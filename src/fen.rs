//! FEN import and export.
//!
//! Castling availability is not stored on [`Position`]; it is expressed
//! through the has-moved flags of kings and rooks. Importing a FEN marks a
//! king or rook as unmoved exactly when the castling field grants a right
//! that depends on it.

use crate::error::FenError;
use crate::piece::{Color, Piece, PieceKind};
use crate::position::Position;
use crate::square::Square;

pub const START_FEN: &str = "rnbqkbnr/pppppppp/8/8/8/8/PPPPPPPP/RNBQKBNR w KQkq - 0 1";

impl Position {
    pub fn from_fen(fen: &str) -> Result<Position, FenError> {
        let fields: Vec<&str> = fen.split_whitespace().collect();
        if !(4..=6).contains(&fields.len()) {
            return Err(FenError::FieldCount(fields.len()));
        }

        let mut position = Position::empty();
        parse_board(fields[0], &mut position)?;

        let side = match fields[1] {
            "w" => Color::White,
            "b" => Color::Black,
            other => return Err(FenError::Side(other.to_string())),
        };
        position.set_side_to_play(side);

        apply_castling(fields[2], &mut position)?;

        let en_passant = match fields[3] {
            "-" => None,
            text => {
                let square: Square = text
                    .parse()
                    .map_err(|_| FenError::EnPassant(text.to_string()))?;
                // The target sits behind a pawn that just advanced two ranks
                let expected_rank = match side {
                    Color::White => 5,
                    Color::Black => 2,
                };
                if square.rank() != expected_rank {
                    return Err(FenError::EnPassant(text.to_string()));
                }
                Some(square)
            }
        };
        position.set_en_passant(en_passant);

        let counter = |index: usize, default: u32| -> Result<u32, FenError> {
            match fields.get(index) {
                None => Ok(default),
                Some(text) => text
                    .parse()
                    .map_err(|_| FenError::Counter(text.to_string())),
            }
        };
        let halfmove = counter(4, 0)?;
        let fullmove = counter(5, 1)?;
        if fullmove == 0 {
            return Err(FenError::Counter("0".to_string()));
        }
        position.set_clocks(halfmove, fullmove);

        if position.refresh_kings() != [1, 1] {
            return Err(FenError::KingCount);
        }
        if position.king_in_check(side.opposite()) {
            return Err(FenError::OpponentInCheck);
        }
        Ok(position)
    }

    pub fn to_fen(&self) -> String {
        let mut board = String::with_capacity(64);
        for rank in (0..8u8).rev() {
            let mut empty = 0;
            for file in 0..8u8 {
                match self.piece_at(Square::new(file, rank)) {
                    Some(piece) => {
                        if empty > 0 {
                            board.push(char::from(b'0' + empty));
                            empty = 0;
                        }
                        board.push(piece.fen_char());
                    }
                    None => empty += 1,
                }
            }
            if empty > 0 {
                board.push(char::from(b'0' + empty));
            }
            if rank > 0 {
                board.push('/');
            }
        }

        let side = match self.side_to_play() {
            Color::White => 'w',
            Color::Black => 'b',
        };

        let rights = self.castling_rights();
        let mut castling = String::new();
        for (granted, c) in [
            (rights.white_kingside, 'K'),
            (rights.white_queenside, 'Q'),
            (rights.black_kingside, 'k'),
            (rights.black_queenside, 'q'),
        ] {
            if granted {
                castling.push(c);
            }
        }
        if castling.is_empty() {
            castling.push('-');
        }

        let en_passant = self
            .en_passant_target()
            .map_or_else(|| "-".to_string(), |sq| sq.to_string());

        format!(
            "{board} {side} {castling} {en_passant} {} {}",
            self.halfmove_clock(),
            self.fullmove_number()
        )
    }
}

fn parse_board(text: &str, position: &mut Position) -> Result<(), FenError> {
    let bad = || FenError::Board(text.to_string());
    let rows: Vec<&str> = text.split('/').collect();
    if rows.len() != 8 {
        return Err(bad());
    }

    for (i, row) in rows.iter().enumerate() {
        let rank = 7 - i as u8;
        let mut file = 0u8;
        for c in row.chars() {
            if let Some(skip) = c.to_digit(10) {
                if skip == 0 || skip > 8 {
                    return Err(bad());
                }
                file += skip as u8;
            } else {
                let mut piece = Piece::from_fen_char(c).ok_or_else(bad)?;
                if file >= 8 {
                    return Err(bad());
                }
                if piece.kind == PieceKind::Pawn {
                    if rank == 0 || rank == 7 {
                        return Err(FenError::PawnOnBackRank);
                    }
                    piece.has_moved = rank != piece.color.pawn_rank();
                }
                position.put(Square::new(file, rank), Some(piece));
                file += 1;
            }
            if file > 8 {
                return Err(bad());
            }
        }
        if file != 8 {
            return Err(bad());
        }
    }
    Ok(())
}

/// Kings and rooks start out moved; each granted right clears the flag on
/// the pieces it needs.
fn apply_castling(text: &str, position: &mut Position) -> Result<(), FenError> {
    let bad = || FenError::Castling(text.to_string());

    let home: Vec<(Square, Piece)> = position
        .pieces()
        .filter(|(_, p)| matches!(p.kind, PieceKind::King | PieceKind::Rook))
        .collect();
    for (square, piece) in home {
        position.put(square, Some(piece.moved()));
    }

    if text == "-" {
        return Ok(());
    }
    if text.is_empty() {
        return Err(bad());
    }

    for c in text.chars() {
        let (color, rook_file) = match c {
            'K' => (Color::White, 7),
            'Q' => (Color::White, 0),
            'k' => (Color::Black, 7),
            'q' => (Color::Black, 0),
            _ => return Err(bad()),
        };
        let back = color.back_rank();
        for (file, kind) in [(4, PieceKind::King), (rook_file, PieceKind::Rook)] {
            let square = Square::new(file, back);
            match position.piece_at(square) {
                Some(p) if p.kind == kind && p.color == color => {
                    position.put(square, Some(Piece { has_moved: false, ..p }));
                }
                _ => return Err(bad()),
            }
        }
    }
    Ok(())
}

------------------------------------

Return only the part of the records above that opens with the line containing "grants a right" and closes with the line containing "if fullmove == 0", ends included.

• **Exercise answer**:
//! king or rook as unmoved exactly when the castling field grants a right
//! that depends on it.

use crate::error::FenError;
use crate::piece::{Color, Piece, PieceKind};
use crate::position::Position;
use crate::square::Square;

pub const START_FEN: &str = "rnbqkbnr/pppppppp/8/8/8/8/PPPPPPPP/RNBQKBNR w KQkq - 0 1";

impl Position {
    pub fn from_fen(fen: &str) -> Result<Position, FenError> {
        let fields: Vec<&str> = fen.split_whitespace().collect();
        if !(4..=6).contains(&fields.len()) {
            return Err(FenError::FieldCount(fields.len()));
        }

        let mut position = Position::empty();
        parse_board(fields[0], &mut position)?;

        let side = match fields[1] {
            "w" => Color::White,
            "b" => Color::Black,
            other => return Err(FenError::Side(other.to_string())),
        };
        position.set_side_to_play(side);

        apply_castling(fields[2], &mut position)?;

        let en_passant = match fields[3] {
            "-" => None,
            text => {
                let square: Square = text
                    .parse()
                    .map_err(|_| FenError::EnPassant(text.to_string()))?;
                // The target sits behind a pawn that just advanced two ranks
                let expected_rank = match side {
                    Color::White => 5,
                    Color::Black => 2,
                };
                if square.rank() != expected_rank {
                    return Err(FenError::EnPassant(text.to_string()));
                }
                Some(square)
            }
        };
        position.set_en_passant(en_passant);

        let counter = |index: usize, default: u32| -> Result<u32, FenError> {
            match fields.get(index) {
                None => Ok(default),
                Some(text) => text
                    .parse()
                    .map_err(|_| FenError::Counter(text.to_string())),
            }
        };
        let halfmove = counter(4, 0)?;
        let fullmove = counter(5, 1)?;
        if fullmove == 0 {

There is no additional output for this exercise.